(Records from a data source)
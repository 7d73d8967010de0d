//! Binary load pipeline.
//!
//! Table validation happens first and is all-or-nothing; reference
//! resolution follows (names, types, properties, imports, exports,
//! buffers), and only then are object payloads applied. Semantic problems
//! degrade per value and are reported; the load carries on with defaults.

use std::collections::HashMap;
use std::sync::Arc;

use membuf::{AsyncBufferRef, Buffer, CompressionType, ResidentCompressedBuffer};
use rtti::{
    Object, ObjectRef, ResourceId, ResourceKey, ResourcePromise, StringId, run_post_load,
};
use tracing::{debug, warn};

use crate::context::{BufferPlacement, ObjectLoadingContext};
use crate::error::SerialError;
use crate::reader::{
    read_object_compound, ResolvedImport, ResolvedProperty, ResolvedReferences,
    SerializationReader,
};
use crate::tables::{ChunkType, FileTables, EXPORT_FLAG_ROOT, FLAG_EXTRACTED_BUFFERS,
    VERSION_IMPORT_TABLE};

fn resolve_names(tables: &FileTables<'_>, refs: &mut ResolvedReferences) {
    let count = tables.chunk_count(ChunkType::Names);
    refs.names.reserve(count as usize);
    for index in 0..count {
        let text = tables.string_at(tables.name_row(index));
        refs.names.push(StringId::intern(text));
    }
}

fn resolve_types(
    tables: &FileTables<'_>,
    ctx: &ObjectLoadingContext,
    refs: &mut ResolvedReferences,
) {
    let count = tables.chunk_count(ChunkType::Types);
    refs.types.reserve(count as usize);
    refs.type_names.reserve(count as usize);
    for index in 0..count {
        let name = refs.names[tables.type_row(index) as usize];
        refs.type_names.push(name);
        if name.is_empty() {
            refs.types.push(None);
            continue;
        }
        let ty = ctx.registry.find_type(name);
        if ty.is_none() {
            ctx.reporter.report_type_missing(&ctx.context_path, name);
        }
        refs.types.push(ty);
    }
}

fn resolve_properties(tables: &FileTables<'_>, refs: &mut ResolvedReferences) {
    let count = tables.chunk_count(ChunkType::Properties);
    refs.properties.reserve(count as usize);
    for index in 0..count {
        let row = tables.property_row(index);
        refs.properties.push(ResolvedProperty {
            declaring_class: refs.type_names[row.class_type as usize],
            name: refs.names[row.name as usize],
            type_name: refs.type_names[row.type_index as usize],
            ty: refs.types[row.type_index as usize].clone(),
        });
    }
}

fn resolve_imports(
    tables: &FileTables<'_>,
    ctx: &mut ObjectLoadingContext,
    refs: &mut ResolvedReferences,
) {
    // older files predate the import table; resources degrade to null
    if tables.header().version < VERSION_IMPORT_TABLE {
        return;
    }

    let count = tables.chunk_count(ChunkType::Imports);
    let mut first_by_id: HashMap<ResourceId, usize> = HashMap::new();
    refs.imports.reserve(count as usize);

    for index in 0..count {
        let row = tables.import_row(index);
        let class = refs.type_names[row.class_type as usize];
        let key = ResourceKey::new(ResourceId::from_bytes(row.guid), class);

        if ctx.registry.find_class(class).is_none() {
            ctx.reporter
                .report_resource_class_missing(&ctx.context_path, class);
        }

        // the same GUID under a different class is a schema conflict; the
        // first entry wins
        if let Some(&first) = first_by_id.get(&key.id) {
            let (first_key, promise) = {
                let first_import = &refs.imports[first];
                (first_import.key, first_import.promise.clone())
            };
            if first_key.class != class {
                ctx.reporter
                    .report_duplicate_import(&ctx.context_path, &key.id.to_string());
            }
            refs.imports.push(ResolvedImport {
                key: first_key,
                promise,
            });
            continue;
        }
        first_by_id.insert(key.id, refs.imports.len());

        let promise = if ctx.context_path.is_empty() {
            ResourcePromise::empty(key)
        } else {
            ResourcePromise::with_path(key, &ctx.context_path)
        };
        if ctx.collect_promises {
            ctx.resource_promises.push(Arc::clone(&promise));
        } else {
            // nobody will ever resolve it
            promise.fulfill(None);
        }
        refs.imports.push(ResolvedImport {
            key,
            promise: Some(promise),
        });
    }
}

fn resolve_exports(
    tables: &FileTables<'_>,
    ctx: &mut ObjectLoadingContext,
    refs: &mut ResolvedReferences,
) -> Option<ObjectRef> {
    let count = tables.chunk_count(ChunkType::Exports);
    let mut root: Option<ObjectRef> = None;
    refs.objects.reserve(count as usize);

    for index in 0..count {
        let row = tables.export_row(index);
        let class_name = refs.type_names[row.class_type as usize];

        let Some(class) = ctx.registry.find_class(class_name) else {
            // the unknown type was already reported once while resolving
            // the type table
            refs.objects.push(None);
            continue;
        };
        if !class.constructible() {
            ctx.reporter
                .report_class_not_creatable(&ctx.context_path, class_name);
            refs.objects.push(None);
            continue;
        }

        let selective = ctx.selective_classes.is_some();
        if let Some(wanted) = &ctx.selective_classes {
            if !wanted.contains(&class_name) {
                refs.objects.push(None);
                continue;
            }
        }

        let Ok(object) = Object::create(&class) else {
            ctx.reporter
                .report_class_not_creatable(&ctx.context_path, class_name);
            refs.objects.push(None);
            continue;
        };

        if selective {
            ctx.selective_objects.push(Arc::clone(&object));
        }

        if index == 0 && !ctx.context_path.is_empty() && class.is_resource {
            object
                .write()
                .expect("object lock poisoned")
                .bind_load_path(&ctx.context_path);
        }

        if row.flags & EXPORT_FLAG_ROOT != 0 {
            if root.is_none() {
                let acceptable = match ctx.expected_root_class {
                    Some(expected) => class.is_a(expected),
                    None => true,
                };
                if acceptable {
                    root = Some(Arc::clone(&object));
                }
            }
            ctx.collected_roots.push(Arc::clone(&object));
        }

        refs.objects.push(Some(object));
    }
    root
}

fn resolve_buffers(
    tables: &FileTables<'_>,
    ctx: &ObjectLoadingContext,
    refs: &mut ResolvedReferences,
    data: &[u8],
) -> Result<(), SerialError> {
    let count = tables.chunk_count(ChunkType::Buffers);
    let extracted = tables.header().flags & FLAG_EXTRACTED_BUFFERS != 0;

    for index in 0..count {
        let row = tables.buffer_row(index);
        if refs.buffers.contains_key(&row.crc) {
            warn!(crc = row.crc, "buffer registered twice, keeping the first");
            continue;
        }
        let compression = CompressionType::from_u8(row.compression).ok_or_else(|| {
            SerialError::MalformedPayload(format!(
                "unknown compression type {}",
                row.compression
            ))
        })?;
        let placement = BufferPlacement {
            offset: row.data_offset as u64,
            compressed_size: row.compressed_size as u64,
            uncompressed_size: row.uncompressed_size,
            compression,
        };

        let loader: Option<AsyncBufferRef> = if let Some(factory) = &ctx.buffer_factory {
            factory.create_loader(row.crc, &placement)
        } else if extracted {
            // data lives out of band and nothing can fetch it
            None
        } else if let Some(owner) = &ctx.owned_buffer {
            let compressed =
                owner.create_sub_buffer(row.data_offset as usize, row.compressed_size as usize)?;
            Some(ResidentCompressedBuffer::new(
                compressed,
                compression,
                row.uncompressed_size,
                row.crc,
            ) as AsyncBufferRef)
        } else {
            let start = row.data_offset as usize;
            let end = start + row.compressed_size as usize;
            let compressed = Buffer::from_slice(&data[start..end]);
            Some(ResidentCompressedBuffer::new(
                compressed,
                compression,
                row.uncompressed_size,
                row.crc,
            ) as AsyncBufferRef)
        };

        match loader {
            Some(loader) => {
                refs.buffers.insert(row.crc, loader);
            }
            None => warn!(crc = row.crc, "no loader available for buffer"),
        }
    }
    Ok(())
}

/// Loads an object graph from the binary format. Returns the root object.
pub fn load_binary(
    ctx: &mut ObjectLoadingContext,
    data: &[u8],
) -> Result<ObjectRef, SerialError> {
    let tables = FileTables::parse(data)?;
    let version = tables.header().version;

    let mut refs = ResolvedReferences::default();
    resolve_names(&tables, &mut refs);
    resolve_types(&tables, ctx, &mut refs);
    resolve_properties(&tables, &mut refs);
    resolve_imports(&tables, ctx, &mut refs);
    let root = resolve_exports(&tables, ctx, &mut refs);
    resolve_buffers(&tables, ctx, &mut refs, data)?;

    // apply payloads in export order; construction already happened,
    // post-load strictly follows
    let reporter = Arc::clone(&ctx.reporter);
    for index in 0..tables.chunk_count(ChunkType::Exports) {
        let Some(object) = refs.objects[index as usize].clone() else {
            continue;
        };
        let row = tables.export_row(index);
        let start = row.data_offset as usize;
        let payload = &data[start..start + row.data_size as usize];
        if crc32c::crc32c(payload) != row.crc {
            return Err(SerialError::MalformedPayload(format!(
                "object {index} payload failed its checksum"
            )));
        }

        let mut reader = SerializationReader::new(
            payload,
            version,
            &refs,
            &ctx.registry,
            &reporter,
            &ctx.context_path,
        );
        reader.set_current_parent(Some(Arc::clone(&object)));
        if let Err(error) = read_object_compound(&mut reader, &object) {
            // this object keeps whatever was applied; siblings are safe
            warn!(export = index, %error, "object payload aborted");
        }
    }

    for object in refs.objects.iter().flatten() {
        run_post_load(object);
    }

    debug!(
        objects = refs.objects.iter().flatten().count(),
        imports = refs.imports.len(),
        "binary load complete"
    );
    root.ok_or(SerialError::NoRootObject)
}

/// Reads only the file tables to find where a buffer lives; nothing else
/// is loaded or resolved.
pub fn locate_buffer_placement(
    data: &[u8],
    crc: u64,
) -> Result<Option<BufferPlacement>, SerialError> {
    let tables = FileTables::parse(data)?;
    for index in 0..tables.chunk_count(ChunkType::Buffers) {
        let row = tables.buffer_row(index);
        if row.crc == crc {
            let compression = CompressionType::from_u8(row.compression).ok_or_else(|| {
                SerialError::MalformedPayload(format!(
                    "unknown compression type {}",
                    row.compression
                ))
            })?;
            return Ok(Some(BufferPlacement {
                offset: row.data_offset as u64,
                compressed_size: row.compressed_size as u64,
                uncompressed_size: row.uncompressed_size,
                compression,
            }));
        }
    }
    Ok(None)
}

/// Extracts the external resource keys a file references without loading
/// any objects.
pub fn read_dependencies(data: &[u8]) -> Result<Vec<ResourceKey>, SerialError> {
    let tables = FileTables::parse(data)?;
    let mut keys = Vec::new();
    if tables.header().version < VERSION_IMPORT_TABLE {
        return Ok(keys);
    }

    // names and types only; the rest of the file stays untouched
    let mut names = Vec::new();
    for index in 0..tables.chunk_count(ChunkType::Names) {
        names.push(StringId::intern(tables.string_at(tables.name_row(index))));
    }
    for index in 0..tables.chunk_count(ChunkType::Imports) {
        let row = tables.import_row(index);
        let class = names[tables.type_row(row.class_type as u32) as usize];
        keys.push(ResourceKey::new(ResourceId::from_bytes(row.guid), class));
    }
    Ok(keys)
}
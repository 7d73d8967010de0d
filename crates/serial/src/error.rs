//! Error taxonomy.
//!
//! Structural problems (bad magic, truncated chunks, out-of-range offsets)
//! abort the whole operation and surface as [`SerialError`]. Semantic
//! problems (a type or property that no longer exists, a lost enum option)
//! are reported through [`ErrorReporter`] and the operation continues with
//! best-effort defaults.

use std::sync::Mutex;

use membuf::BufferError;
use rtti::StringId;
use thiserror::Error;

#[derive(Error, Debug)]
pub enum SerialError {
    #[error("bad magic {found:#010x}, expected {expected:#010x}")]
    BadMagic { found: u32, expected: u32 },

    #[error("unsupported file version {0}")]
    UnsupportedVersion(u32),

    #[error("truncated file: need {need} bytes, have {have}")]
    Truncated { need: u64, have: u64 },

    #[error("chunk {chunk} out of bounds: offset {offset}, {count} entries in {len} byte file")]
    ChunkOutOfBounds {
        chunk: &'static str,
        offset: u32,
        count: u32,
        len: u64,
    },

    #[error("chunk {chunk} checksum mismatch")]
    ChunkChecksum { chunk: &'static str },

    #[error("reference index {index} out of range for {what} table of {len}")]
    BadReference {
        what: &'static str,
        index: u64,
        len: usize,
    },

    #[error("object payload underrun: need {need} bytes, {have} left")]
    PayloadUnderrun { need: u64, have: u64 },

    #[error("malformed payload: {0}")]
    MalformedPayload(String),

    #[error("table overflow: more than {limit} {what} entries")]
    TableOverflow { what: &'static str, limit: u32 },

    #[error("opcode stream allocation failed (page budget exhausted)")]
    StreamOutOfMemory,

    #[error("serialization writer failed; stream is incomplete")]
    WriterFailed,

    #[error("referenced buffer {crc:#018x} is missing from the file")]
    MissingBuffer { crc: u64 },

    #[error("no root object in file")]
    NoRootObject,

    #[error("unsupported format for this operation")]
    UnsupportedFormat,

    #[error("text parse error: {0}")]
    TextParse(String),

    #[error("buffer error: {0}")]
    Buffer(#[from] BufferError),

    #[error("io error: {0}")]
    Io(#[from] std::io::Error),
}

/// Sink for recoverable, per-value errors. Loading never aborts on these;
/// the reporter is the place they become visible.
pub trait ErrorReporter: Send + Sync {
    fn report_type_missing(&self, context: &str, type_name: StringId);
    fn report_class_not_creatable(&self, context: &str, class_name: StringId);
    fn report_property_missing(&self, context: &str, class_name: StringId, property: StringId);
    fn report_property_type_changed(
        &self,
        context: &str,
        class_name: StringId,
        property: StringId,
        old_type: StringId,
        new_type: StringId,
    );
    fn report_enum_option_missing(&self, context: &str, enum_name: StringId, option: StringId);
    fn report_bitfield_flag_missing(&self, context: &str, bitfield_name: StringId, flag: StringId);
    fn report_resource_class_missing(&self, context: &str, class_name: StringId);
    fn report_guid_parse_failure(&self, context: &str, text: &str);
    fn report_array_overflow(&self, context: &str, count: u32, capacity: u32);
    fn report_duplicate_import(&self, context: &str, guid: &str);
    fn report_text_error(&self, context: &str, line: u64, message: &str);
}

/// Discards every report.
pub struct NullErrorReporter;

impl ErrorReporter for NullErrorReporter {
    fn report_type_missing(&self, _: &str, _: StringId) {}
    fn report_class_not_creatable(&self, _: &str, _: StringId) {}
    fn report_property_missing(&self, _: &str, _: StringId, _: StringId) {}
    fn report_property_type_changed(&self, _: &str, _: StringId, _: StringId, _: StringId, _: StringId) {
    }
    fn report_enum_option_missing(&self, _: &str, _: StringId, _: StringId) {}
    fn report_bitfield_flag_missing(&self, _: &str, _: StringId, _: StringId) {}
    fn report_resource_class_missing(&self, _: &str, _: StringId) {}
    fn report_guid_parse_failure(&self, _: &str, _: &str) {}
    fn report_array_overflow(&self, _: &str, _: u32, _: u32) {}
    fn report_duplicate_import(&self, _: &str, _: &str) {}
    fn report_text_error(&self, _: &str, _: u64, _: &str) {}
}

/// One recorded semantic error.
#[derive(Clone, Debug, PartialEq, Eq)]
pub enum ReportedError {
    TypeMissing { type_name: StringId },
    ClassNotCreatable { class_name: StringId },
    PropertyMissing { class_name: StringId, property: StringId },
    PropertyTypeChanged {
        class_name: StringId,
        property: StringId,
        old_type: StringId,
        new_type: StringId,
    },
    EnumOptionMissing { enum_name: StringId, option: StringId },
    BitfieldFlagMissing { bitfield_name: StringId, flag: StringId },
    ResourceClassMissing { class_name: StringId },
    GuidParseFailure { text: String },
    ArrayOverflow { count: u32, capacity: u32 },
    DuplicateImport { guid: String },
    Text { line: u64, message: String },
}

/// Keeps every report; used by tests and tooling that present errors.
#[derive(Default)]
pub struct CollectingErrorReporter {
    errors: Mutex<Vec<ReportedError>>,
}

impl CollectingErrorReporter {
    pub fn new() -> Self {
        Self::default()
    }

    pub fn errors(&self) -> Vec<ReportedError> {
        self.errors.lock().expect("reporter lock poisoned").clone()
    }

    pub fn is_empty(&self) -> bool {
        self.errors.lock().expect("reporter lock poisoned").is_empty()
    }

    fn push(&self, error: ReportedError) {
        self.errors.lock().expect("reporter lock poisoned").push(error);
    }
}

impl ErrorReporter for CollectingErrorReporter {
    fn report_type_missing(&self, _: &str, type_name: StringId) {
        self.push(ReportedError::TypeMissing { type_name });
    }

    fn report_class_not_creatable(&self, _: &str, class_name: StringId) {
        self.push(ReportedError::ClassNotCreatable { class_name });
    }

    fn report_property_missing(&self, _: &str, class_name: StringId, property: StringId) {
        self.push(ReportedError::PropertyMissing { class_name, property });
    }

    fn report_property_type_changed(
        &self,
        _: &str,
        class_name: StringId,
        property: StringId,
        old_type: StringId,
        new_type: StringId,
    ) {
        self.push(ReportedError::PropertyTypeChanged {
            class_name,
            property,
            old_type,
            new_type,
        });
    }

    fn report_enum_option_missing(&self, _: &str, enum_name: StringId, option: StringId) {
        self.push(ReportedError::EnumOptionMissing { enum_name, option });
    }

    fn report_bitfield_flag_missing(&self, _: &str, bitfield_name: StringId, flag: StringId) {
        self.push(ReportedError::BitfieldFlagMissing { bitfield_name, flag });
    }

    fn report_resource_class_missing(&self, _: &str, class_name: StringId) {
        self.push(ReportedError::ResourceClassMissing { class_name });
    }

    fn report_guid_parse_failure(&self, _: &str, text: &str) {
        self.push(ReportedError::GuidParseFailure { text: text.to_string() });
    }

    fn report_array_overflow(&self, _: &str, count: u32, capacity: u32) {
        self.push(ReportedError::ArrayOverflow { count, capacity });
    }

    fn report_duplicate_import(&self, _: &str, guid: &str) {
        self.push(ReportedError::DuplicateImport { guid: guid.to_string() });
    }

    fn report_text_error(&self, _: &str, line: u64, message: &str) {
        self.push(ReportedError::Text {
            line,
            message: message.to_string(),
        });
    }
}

— Directions —
Check every line of the records, and copy the ones that hold the word "applied".

— Exercise response —
//! buffers), and only then are object payloads applied. Semantic problems
            // this object keeps whatever was applied; siblings are safe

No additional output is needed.